The group also investigates, together with their collaborators, nanostructured and microstructured surfaces consisting of block copolymers, nanorod arrays and microsphere arrays. The following aspects are addressed: Patterned polymeric surfaces with specific adhesive properties, applications of block copolymer lithography and nanorod arrays as sensor element, substrate for tissue engineering etc.
European Research Council - Consolidator Grant: Taking turns - The ‘missing’ link in language evolution?
The emergence and development of communication and the special significance of gestures are at the heart of the ERC Consolidator Grant project by Prof. Dr. Simone Pika. It is concerned with the development and evolution of the cooperative turn-taking. In particular, the development of infants, primates and ravens is taken into consideration. In addition, the influence of ecology and social structure on communication as well as the endocrinological profile are examined. The turn-taking system can be understood as uniquely human. At the same time, it can regarded as providing the evolutionary “missing link” between animal and human communication.

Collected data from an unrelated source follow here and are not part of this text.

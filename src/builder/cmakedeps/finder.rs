//! Per-configuration finder file (`<stem>-Target-<config>.cmake`).
//!
//! Locates each library named in the data file and attaches the
//! configuration's link libraries, include directories and definitions to
//! the already-declared targets, guarded by `$<CONFIG:...>` so several
//! configurations can coexist on the same targets.

use crate::builder::cmakedeps::graph::ComponentGraph;
use crate::builder::cmakedeps::naming::{FileNames, Variables};

/// Inputs of one finder file.
#[derive(Debug, Clone)]
pub struct FinderTemplate<'a> {
    pub graph: &'a ComponentGraph,
    pub file_names: &'a FileNames,
    pub configuration: &'a str,
}

impl FinderTemplate<'_> {
    pub fn filename(&self) -> String {
        self.file_names.finder_file(self.configuration)
    }

    pub fn render(&self) -> String {
        let vars = Variables::new(self.file_names.stem(), self.configuration);
        let mut out = String::new();

        out.push_str(
            "# Avoid multiple calls to find_package to append duplicated properties to the targets\n\
             include_guard()\n\n",
        );
        out.push_str(FIND_LIBRARIES);

        for component in &self.graph.components {
            out.push_str(&format!(
                "\n########### COMPONENT {} TARGET PROPERTIES ######################################\n",
                component.target_name
            ));
            out.push_str(&self.target_properties(&component.target_name, |field| {
                vars.component(&component.name, field)
            }));
        }

        out.push_str(&format!(
            "\n########### TARGET {} PROPERTIES ################################################\n",
            self.graph.root_target_name
        ));
        out.push_str(&self.target_properties(&self.graph.root_target_name, |field| vars.root(field)));

        out
    }

    fn target_properties(&self, target: &str, var: impl Fn(&str) -> String) -> String {
        let config = self.configuration;
        let guarded = |field: &str| format!("\"$<$<CONFIG:{}>:${{{}}}>\"", config, var(field));

        let found = var("LIB_TARGETS");
        format!(
            "berth_find_libraries({found} \"${{{libs}}}\" \"${{{lib_dirs}}}\")\n\
             set_property(TARGET {target} APPEND PROPERTY INTERFACE_LINK_LIBRARIES\n             \
             {link}\n             \
             {deps})\n\
             set_property(TARGET {target} APPEND PROPERTY INTERFACE_INCLUDE_DIRECTORIES\n             \
             {includes})\n\
             set_property(TARGET {target} APPEND PROPERTY INTERFACE_COMPILE_DEFINITIONS\n             \
             {defines})\n",
            libs = var("LIBS"),
            lib_dirs = var("LIB_DIRS"),
            link = guarded("LIB_TARGETS"),
            deps = guarded("DEPENDENCIES"),
            includes = guarded("INCLUDE_DIRS"),
            defines = guarded("COMPILE_DEFINITIONS"),
        )
    }
}

/// Resolves library names to full paths inside the given directories,
/// falling back to the bare name (with a warning) when a library is missing.
const FIND_LIBRARIES: &str = r#"function(berth_find_libraries OUT_VAR LIBS LIB_DIRS)
    set(_FOUND_LIBS "")
    foreach(_LIB ${LIBS})
        unset(_BERTH_LIB_PATH CACHE)
        find_library(_BERTH_LIB_PATH NAMES ${_LIB} PATHS ${LIB_DIRS}
                     NO_DEFAULT_PATH NO_CMAKE_FIND_ROOT_PATH)
        if(_BERTH_LIB_PATH)
            list(APPEND _FOUND_LIBS ${_BERTH_LIB_PATH})
        else()
            message(WARNING "Library '${_LIB}' not found in '${LIB_DIRS}', linking by name")
            list(APPEND _FOUND_LIBS ${_LIB})
        endif()
        unset(_BERTH_LIB_PATH CACHE)
    endforeach()
    set(${OUT_VAR} ${_FOUND_LIBS} PARENT_SCOPE)
endfunction()
"#;

#[cfg(test)]
mod tests {
    use super::*;
    use crate::core::cpp_info::CppInfo;
    use crate::core::manifest::Manifest;
    use std::path::Path;

    #[test]
    fn test_finder_file_contents() {
        let manifest = Manifest::parse(
            r#"
[package]
name = "app"
version = "1.0.0"

[components.core]
libs = ["core"]
"#,
            Path::new("Berth.toml"),
        )
        .unwrap();
        let graph = ComponentGraph::new("app", &CppInfo::from_manifest(&manifest)).unwrap();
        let file_names = FileNames::new("app", true);
        let template = FinderTemplate {
            graph: &graph,
            file_names: &file_names,
            configuration: "Debug",
        };

        assert_eq!(template.filename(), "module-app-Target-debug.cmake");

        let text = template.render();
        assert!(text.contains("include_guard()"));
        assert!(text.contains(
            "berth_find_libraries(app_core_LIB_TARGETS_DEBUG \"${app_core_LIBS_DEBUG}\" \"${app_core_LIB_DIRS_DEBUG}\")"
        ));
        assert!(text.contains("set_property(TARGET app::core APPEND PROPERTY INTERFACE_LINK_LIBRARIES"));
        assert!(text.contains("\"$<$<CONFIG:Debug>:${app_core_LIB_TARGETS_DEBUG}>\""));
        assert!(text.contains("\"$<$<CONFIG:Debug>:${app_DEPENDENCIES_DEBUG}>\""));

        // Components get their properties before the root that links them.
        let core = text.find("TARGET app::core APPEND").unwrap();
        let root = text.find("TARGET app::app APPEND").unwrap();
        assert!(core < root);
    }
}
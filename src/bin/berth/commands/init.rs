//! `berth init` command

use anyhow::Result;

use crate::cli::InitArgs;
use berth::ops::init_package;
use berth::util::GlobalContext;

pub fn execute(args: InitArgs, ctx: &GlobalContext) -> Result<()> {
    let path = args.path.unwrap_or_else(|| ctx.cwd().to_path_buf());

    let manifest_path = init_package(&path, args.name.as_deref())?;
    eprintln!("{:>12} {}", "Created", manifest_path.display());

    Ok(())
}
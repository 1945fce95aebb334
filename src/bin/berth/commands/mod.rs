//! Command implementations

pub mod init;
pub mod install;
pub mod layout;
pub mod targets;

use anyhow::Result;

use berth::core::Settings;
use berth::util::{Config, GlobalContext};
use berth::Package;

/// Load the package governing the current directory with its merged config.
pub(crate) fn current_package(ctx: &GlobalContext) -> Result<(Package, Config)> {
    let manifest_path = ctx.find_manifest()?;
    let package = Package::load(&manifest_path)?;
    let config = ctx.load_config(package.root());
    Ok((package, config))
}

/// Host settings, then the configured or requested build type, then `-s` assignments.
pub(crate) fn settings(config: &Config, build_type: Option<&str>, assignments: &[String]) -> Result<Settings> {
    let mut settings = Settings::host();
    if let Some(build_type) = build_type.or(config.build.build_type.as_deref()) {
        settings.set("build_type", build_type);
    }
    for assignment in assignments {
        settings.apply_assignment(assignment)?;
    }
    Ok(settings)
}
//! Berth - package folder layout and CMake target generation for C/C++
//!
//! This crate resolves where a package's sources and build outputs live and
//! generates the CMake files that expose the package's libraries as
//! imported targets.

pub mod builder;
pub mod core;
pub mod ops;
pub mod util;

pub use crate::builder::cmakedeps::CMakeDeps;
pub use crate::core::{
    layout::{LayoutMode, PackageLayout},
    manifest::Manifest,
    package::Package,
    settings::Settings,
};
pub use crate::util::context::GlobalContext;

DFG Research Training Group Computational Cognition
The Research Training Group in Computational Cognition pursues the re-integration of cognitive science and artificial intelligence. Students in the program will be trained in both fields and will combine insights from both fields to understand intelligence in humans and machines. Exemplary problems that will be dealt with are of these domains that are easy for humans, but still hard for AI. They include analogical reasoning, concept invention, and pragmatic inferences. Integrating ideas from cognitive science and AI in the Research Training Group will allow to finally bridge the gap between low- and high-level cognition.
Participation in research training group: Situated cognition
The main goal of the joint Research Training Group (RTG) at Osnabrück University and Ruhr-University Bochum is to identify deficits in traditional conceptions of the human mind and to refine and enhance the existing conceptions by drawing on new developments in the cognitive sciences that have not yet made their way into the prevailing philosophical approaches. Philosophical analysis will provide the conceptual framework for the investigation of the four central cognitive phenomena perception, agency, emotions and social and linguistic understanding. It will foster the RTG’s understanding of these phenomena by integrating the results of empirical research and philosophical theorizing into a unified theoretical framework.
Since research on mental phenomena has become a decidedly interdisciplinary endeavor over the past two decades, it is inevitable that representative empirical studies are systematically integrated into the RTG’s work. The overarching goal is to develop an account of cognition, by integrating in a philosophically critical way both the empirical advances over the past decades and current conceptions of various cognitive phenomena, in particular with regard to their essentially situated nature.
DFG Research Group „Fundamental Aspects of Statistical Mechanics and the Emergence of Thermodynamics in Non-Equilibrium Systems“
Whether and how a system equilibrates towards some sort of steady long-time limit is a key issue in many areas of modern many-body physics. The DFG-funded research group "Fundamental Aspects of Statistical Mechanics and the Emergence of Thermodynamics in Non-Equilibrium Systems" deals with this complex issue. It is led by Juniorprof. Dr. Robin Steinigeweg. Participants are the universities of Bielefeld and Oldenburg as well as the Forschungszentrum Jülich. The DFG is providing the group with funds amounting to approx. 1.3 million euros for an initial period of three years.